Just over a quarter (26%) of financial services SMBs show a preference for keeping their security management in house. The same number prefer to outsource to a single provider, whilst 39% like to outsource their security to multiple providers.
Manufacturing and Industrial
A third (33%) of manufacturing and industrial SMBs have slight to no confidence in their in-house cybersecurity expertise, far more than the average SMB (25%). Four in 10 (40%) have slight to no confidence in their employees’ understanding of security threats, more than any other sector. Yet only 29% worry that they would struggle to determine the root cause of a cyberattack should the worst happen.
Just 3 in 10 (30%) manufacturing and industrial SMBs manage their security in house. Over twice as many (63%) prefer to outsource their security instead, the second highest of any sector.
A third (33%) of SMBs in the manufacturing and industrial vertical show a preference for keeping their cybersecurity management in house, the most of any sector.
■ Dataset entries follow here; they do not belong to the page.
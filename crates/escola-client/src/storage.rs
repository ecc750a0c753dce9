use std::collections::HashMap;
use std::fmt;
use std::path::PathBuf;
use std::sync::{Mutex, MutexGuard};

use uuid::Uuid;

pub const AUTH_TOKEN_KEY: &str = "auth_token";
pub const USER_KEY: &str = "user";

#[derive(Debug, Clone, PartialEq, Eq, thiserror::Error)]
pub enum StorageError {
    #[error("storage_read_failed:{message}")]
    Read { message: String },
    #[error("storage_write_failed:{message}")]
    Write { message: String },
}

/// Key/value persistence for session state that must survive restarts.
pub trait LocalStorage: Send + Sync + fmt::Debug {
    fn get_item(&self, key: &str) -> Result<Option<String>, StorageError>;
    fn set_item(&self, key: &str, value: &str) -> Result<(), StorageError>;
    fn remove_item(&self, key: &str) -> Result<(), StorageError>;
}

#[derive(Debug, Default)]
pub struct MemoryStorage {
    items: Mutex<HashMap<String, String>>,
}

impl MemoryStorage {
    pub fn new() -> Self {
        Self::default()
    }

    fn items(&self) -> MutexGuard<'_, HashMap<String, String>> {
        self.items
            .lock()
            .unwrap_or_else(|poisoned| poisoned.into_inner())
    }
}

impl LocalStorage for MemoryStorage {
    fn get_item(&self, key: &str) -> Result<Option<String>, StorageError> {
        Ok(self.items().get(key).cloned())
    }

    fn set_item(&self, key: &str, value: &str) -> Result<(), StorageError> {
        self.items().insert(key.to_string(), value.to_string());
        Ok(())
    }

    fn remove_item(&self, key: &str) -> Result<(), StorageError> {
        self.items().remove(key);
        Ok(())
    }
}

/// Stores all keys in one JSON object file, rewritten atomically on every change.
#[derive(Debug)]
pub struct FileStorage {
    path: PathBuf,
    guard: Mutex<()>,
}

impl FileStorage {
    pub fn new(path: impl Into<PathBuf>) -> Self {
        Self {
            path: path.into(),
            guard: Mutex::new(()),
        }
    }

    fn read_items(&self) -> Result<HashMap<String, String>, StorageError> {
        let raw = match std::fs::read_to_string(&self.path) {
            Ok(raw) => raw,
            Err(error) if error.kind() == std::io::ErrorKind::NotFound => {
                return Ok(HashMap::new());
            }
            Err(error) => {
                return Err(StorageError::Read {
                    message: format!("{}: {error}", self.path.display()),
                });
            }
        };

        serde_json::from_str(&raw).map_err(|error| StorageError::Read {
            message: format!("{}: {error}", self.path.display()),
        })
    }

    fn write_items(&self, items: &HashMap<String, String>) -> Result<(), StorageError> {
        if let Some(parent) = self.path.parent() {
            std::fs::create_dir_all(parent).map_err(|error| StorageError::Write {
                message: format!("failed to prepare storage directory: {error}"),
            })?;
        }

        let payload = serde_json::to_vec(items).map_err(|error| StorageError::Write {
            message: format!("failed to encode storage payload: {error}"),
        })?;

        let temp_path = self
            .path
            .with_extension(format!("{}.tmp", Uuid::new_v4().simple()));
        std::fs::write(&temp_path, payload).map_err(|error| StorageError::Write {
            message: format!("failed to write storage payload: {error}"),
        })?;
        std::fs::rename(&temp_path, &self.path).map_err(|error| StorageError::Write {
            message: format!("failed to finalize storage payload: {error}"),
        })
    }

    fn update<F>(&self, operation: F) -> Result<(), StorageError>
    where
        F: FnOnce(&mut HashMap<String, String>),
    {
        let _guard = self
            .guard
            .lock()
            .unwrap_or_else(|poisoned| poisoned.into_inner());
        let mut items = self.read_items()?;
        operation(&mut items);
        self.write_items(&items)
    }
}

impl LocalStorage for FileStorage {
    fn get_item(&self, key: &str) -> Result<Option<String>, StorageError> {
        let _guard = self
            .guard
            .lock()
            .unwrap_or_else(|poisoned| poisoned.into_inner());
        Ok(self.read_items()?.remove(key))
    }

    fn set_item(&self, key: &str, value: &str) -> Result<(), StorageError> {
        self.update(|items| {
            items.insert(key.to_string(), value.to_string());
        })
    }

    fn remove_item(&self, key: &str) -> Result<(), StorageError> {
        self.update(|items| {
            items.remove(key);
        })
    }
}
Only 24% prefer to outsource to a single security provider, and 35% outsource to multiple providers.
Retail, wholesale, and distribution
Four in five (80%) retail, wholesale, and distribution SMBs have moderate or high confidence in their in-house cybersecurity expertise, the most of any sector. This is far more confidence in the IT team’s cybersecurity expertise than seen in the manufacturing sector (67%). Three quarters (74%) of retail, wholesale, and distribution SMBs have moderate or high confidence in their employees’ understanding of security threats too, compared to just 64% of financial services SMBs. Similarly, more retail, wholesale, and distribution SMBs (79%) have confidence in their ability to determine the root cause of an attack than any other sector.
Over 4 in 10 (41%) retail, wholesale, and distribution SMBs manage their cybersecurity in house, the most of any sector. Because of this, only 53% currently outsource their security. However, 6% are looking to do so in the next year.
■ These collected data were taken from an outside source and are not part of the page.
use std::sync::Arc;
use std::time::SystemTime;

use anyhow::Result;
use axum::extract::State;
use axum::http::StatusCode;
use axum::middleware::map_response;
use axum::response::{IntoResponse, Response};
use axum::routing::{get, post};
use axum::{Json, Router};
use serde::Serialize;
use tokio::net::TcpListener;
use tower::ServiceBuilder;
use tower_http::request_id::{MakeRequestUuid, PropagateRequestIdLayer, SetRequestIdLayer};
use tower_http::timeout::TimeoutLayer;
use tower_http::trace::TraceLayer;
use tracing::info;

pub mod api_envelope;
pub mod config;
pub mod goal_routes;
pub mod goal_store;

use crate::api_envelope::internal_error;
use crate::config::Config;
use crate::goal_routes::{ROUTE_GOALS, ROUTE_GOALS_BY_ID, ROUTE_GOALS_PROGRESS};
use crate::goal_store::{GoalRepository, GoalStore};

const SERVICE_NAME: &str = "escola-goals-service";

#[derive(Clone)]
pub(crate) struct AppState {
    config: Arc<Config>,
    goals: Arc<dyn GoalRepository>,
    started_at: SystemTime,
}

#[derive(Debug, Serialize)]
struct HealthResponse {
    status: &'static str,
    service: &'static str,
    version: &'static str,
    uptime_seconds: u64,
    persistent_store: bool,
}

pub fn build_router(config: Config) -> Router {
    let goals = Arc::new(GoalStore::from_config(&config));
    build_router_with_repository(config, goals)
}

/// Builds the router over any goal backend; tests use this to inject failing stores.
pub fn build_router_with_repository(config: Config, goals: Arc<dyn GoalRepository>) -> Router {
    let request_timeout = config.request_timeout;
    let state = AppState {
        config: Arc::new(config),
        goals,
        started_at: SystemTime::now(),
    };

    Router::new()
        .route("/healthz", get(health))
        .route(
            ROUTE_GOALS,
            get(goal_routes::list_goals).post(goal_routes::create_goal),
        )
        .route(
            ROUTE_GOALS_BY_ID,
            get(goal_routes::show_goal)
                .put(goal_routes::update_goal)
                .delete(goal_routes::delete_goal),
        )
        .route(
            ROUTE_GOALS_PROGRESS,
            post(goal_routes::update_goal_progress),
        )
        .with_state(state)
        .layer(
            ServiceBuilder::new()
                .layer(SetRequestIdLayer::x_request_id(MakeRequestUuid))
                .layer(PropagateRequestIdLayer::x_request_id())
                .layer(TraceLayer::new_for_http())
                .layer(map_response(timeout_as_internal_error))
                .layer(TimeoutLayer::new(request_timeout)),
        )
}

pub async fn serve(config: Config) -> Result<()> {
    let listener = TcpListener::bind(config.bind_addr).await?;
    info!(
        service = SERVICE_NAME,
        bind_addr = %config.bind_addr,
        persistent_store = config.goal_store_path.is_some(),
        "goals service listening"
    );
    axum::serve(listener, build_router(config))
        .with_graceful_shutdown(shutdown_signal())
        .await?;
    info!(service = SERVICE_NAME, "goals service stopped");
    Ok(())
}

async fn shutdown_signal() {
    if let Err(error) = tokio::signal::ctrl_c().await {
        tracing::warn!(error = %error, "unable to listen for shutdown signal");
        std::future::pending::<()>().await;
    }
}

/// The timeout layer answers with a bare 408; callers get the usual 500 envelope instead.
async fn timeout_as_internal_error(response: Response) -> Response {
    if response.status() != StatusCode::REQUEST_TIMEOUT {
        return response;
    }
    tracing::error!(target: "escola.goals", "request exceeded the configured timeout");
    internal_error().into_response()
}

async fn health(State(state): State<AppState>) -> Json<HealthResponse> {
    let uptime_seconds = match state.started_at.elapsed() {
        Ok(duration) => duration.as_secs(),
        Err(_) => 0,
    };

    Json(HealthResponse {
        status: "ok",
        service: SERVICE_NAME,
        version: env!("CARGO_PKG_VERSION"),
        uptime_seconds,
        persistent_store: state.config.goal_store_path.is_some(),
    })
}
Around 3 in 10 (31%) retail, wholesale, and distribution SMBs show a preference for keeping their security management in house. The same number prefer to outsource to a single security provider, and a further 28% outsource to multiple providers.
Technology and Telecoms
A quarter (25%) of technology and telecoms SMBs have slight to no confidence in their in-house cybersecurity expertise. However, more SMBs in the sector (78%) have moderate or high confidence in their employees’ understanding of security threats than any other. Over three-quarters (77%) also have confidence in their ability to determine the root cause should an attack happen.
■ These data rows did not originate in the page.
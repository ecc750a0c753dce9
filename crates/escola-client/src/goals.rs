use chrono::{DateTime, Utc};
use serde::{Deserialize, Serialize};
use serde_json::Value;

use crate::error::{ServiceError, ServiceResultExt};
use crate::http::ApiClient;
use crate::query::QueryClient;
use crate::session::{SessionManager, observed};

pub const ROUTE_GOALS: &str = "/goals";
pub const GOALS_QUERY_KEY: &str = "goals";

#[derive(Debug, Clone, PartialEq, Serialize, Deserialize)]
#[serde(rename_all = "camelCase")]
pub struct SmartGoal {
    pub id: String,
    #[serde(default, skip_serializing_if = "Option::is_none")]
    pub student_id: Option<String>,
    pub title: String,
    pub specific_details: String,
    #[serde(default, skip_serializing_if = "Option::is_none")]
    pub measurable: Option<String>,
    #[serde(default, skip_serializing_if = "Option::is_none")]
    pub achievable: Option<String>,
    #[serde(default, skip_serializing_if = "Option::is_none")]
    pub relevant: Option<String>,
    pub start_date: String,
    pub target_date: String,
    #[serde(default, skip_serializing_if = "Option::is_none")]
    pub progress: Option<GoalProgress>,
    #[serde(default, skip_serializing_if = "Option::is_none")]
    pub created_at: Option<DateTime<Utc>>,
    #[serde(default, skip_serializing_if = "Option::is_none")]
    pub updated_at: Option<DateTime<Utc>>,
}

#[derive(Debug, Clone, PartialEq, Serialize, Deserialize)]
#[serde(rename_all = "camelCase")]
pub struct GoalProgress {
    pub value: Value,
    #[serde(default)]
    pub notes: Vec<ProgressNote>,
    #[serde(default, skip_serializing_if = "Option::is_none")]
    pub updated_at: Option<DateTime<Utc>>,
}

#[derive(Debug, Clone, PartialEq, Serialize, Deserialize)]
#[serde(rename_all = "camelCase")]
pub struct ProgressNote {
    pub note: String,
    pub recorded_at: DateTime<Utc>,
}

/// Fields a caller may set on create or full replace.
#[derive(Debug, Clone, Default, PartialEq, Serialize, Deserialize)]
#[serde(rename_all = "camelCase")]
pub struct GoalDraft {
    #[serde(default, skip_serializing_if = "Option::is_none")]
    pub student_id: Option<String>,
    pub title: String,
    pub specific_details: String,
    #[serde(default, skip_serializing_if = "Option::is_none")]
    pub measurable: Option<String>,
    #[serde(default, skip_serializing_if = "Option::is_none")]
    pub achievable: Option<String>,
    #[serde(default, skip_serializing_if = "Option::is_none")]
    pub relevant: Option<String>,
    pub start_date: String,
    pub target_date: String,
}

#[derive(Debug, Clone, PartialEq, Serialize, Deserialize)]
pub struct ProgressUpdate {
    pub value: Value,
    #[serde(default, skip_serializing_if = "Option::is_none")]
    pub notes: Option<String>,
}

impl ProgressUpdate {
    pub fn new(value: impl Into<Value>) -> Self {
        Self {
            value: value.into(),
            notes: None,
        }
    }

    #[must_use]
    pub fn with_notes(mut self, notes: impl Into<String>) -> Self {
        self.notes = Some(notes.into());
        self
    }
}

#[derive(Debug, Clone, Copy, PartialEq, Eq, Serialize, Deserialize)]
pub struct DeleteGoalResponse {
    pub success: bool,
}

pub fn goals_query_key(student_id: Option<&str>) -> String {
    match student_id {
        Some(student_id) if !student_id.is_empty() => {
            format!("{GOALS_QUERY_KEY}?studentId={student_id}")
        }
        _ => GOALS_QUERY_KEY.to_string(),
    }
}

pub fn goal_query_key(id: &str) -> String {
    format!("{GOALS_QUERY_KEY}/{id}")
}

/// Goal ids are encoded as a single path segment.
fn goal_path(id: &str) -> String {
    format!("{ROUTE_GOALS}/{}", urlencoding::encode(id))
}

fn goal_progress_path(id: &str) -> String {
    format!("{}/progress", goal_path(id))
}

/// SMART-goal CRUD against `/goals`.
#[derive(Debug, Clone)]
pub struct SmartGoalsService {
    http: ApiClient,
    session: Option<SessionManager>,
}

impl SmartGoalsService {
    pub fn new(http: ApiClient) -> Self {
        Self {
            http,
            session: None,
        }
    }

    /// Routes every failed call through `session` before returning it.
    #[must_use]
    pub fn with_session(mut self, session: SessionManager) -> Self {
        self.session = Some(session);
        self
    }

    /// Lists goals, narrowed to one student when `student_id` is set.
    pub async fn list_goals(
        &self,
        student_id: Option<&str>,
    ) -> Result<Vec<SmartGoal>, ServiceError> {
        let query = match student_id {
            Some(student_id) if !student_id.is_empty() => vec![("studentId", student_id)],
            _ => Vec::new(),
        };
        let result = self
            .http
            .get_json_with_query(ROUTE_GOALS, &query)
            .await
            .or_service_error("Failed to fetch goals");
        observed(self.session.as_ref(), result)
    }

    pub async fn get_goal(&self, id: &str) -> Result<SmartGoal, ServiceError> {
        let result = self
            .http
            .get_json(&goal_path(id))
            .await
            .or_service_error("Failed to fetch goal");
        observed(self.session.as_ref(), result)
    }

    pub async fn create_goal(&self, draft: &GoalDraft) -> Result<SmartGoal, ServiceError> {
        let result = self
            .http
            .post_json(ROUTE_GOALS, draft)
            .await
            .or_service_error("Failed to create goal");
        observed(self.session.as_ref(), result)
    }

    pub async fn update_goal(&self, id: &str, draft: &GoalDraft) -> Result<SmartGoal, ServiceError> {
        let result = self
            .http
            .put_json(&goal_path(id), draft)
            .await
            .or_service_error("Failed to update goal");
        observed(self.session.as_ref(), result)
    }

    pub async fn delete_goal(&self, id: &str) -> Result<DeleteGoalResponse, ServiceError> {
        let result = self
            .http
            .delete_json(&goal_path(id))
            .await
            .or_service_error("Failed to delete goal");
        observed(self.session.as_ref(), result)
    }

    pub async fn update_progress(
        &self,
        id: &str,
        update: &ProgressUpdate,
    ) -> Result<SmartGoal, ServiceError> {
        let result = self
            .http
            .post_json(&goal_progress_path(id), update)
            .await
            .or_service_error("Failed to update goal progress");
        observed(self.session.as_ref(), result)
    }
}

/// [`SmartGoalsService`] behind a [`QueryClient`]: cached reads, retried writes
/// that invalidate every goal key.
#[derive(Debug, Clone)]
pub struct GoalQueries {
    service: SmartGoalsService,
    queries: QueryClient,
}

impl GoalQueries {
    pub fn new(service: SmartGoalsService, queries: QueryClient) -> Self {
        Self { service, queries }
    }

    pub async fn list_goals(
        &self,
        student_id: Option<&str>,
    ) -> Result<Vec<SmartGoal>, ServiceError> {
        let key = goals_query_key(student_id);
        self.queries
            .fetch_query(&key, || self.service.list_goals(student_id))
            .await
    }

    pub async fn get_goal(&self, id: &str) -> Result<SmartGoal, ServiceError> {
        self.queries
            .fetch_query(&goal_query_key(id), || self.service.get_goal(id))
            .await
    }

    pub async fn create_goal(&self, draft: &GoalDraft) -> Result<SmartGoal, ServiceError> {
        self.queries
            .mutate(&[GOALS_QUERY_KEY], || self.service.create_goal(draft))
            .await
    }

    pub async fn update_goal(&self, id: &str, draft: &GoalDraft) -> Result<SmartGoal, ServiceError> {
        let goal = self
            .queries
            .mutate(&[GOALS_QUERY_KEY], || self.service.update_goal(id, draft))
            .await?;
        self.queries.set_query_data(&goal_query_key(id), &goal).await;
        Ok(goal)
    }

    pub async fn delete_goal(&self, id: &str) -> Result<DeleteGoalResponse, ServiceError> {
        let response = self
            .queries
            .mutate(&[GOALS_QUERY_KEY], || self.service.delete_goal(id))
            .await?;
        self.queries.remove(&goal_query_key(id)).await;
        Ok(response)
    }

    pub async fn update_progress(
        &self,
        id: &str,
        update: &ProgressUpdate,
    ) -> Result<SmartGoal, ServiceError> {
        let goal = self
            .queries
            .mutate(&[GOALS_QUERY_KEY], || self.service.update_progress(id, update))
            .await?;
        self.queries.set_query_data(&goal_query_key(id), &goal).await;
        Ok(goal)
    }
}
Perhaps unsurprisingly, more technology and telecoms SMBs (37%) manage their cybersecurity in house than the average SMB (34%). More, though, outsource their security than retail businesses (58% versus 53%).
Three in 10 (31%) technology and telecoms SMBs show a preference for keeping their security management in house. In contrast, 23% prefer to outsource to a single provider, and 36% outsource to multiple security providers.
A false sense of security?
Whilst SMBs in certain sectors have higher confidence levels and different approaches to their cybersecurity management than others, often these SMBs are managing their cybersecurity completely in house and thus may have an outsized sense of security. Where in-house management is pursued, regular third-party security audits are recommended as well as both creation of and regular updates to security policies.
ESET’s 2022 SMB Digital Security Sentiment Report sends a clear message about where these growing needs are driving SMBs. A total of 32% of SMBs surveyed reported use of endpoint detection and response (EDR), extended detection and response (XDR), or managed detection and response (MDR) and 33% plan to leverage the technology in the next 12 months. With a majority of SMBs in technology and telecoms (69%), manufacturing and industrial (67%), and financial services (74%) preferring to outsource their security needs, a question that remains elusive from this survey is: Which specific business types in these verticals are prioritizing continuing in-house management, and what are their specific reasons?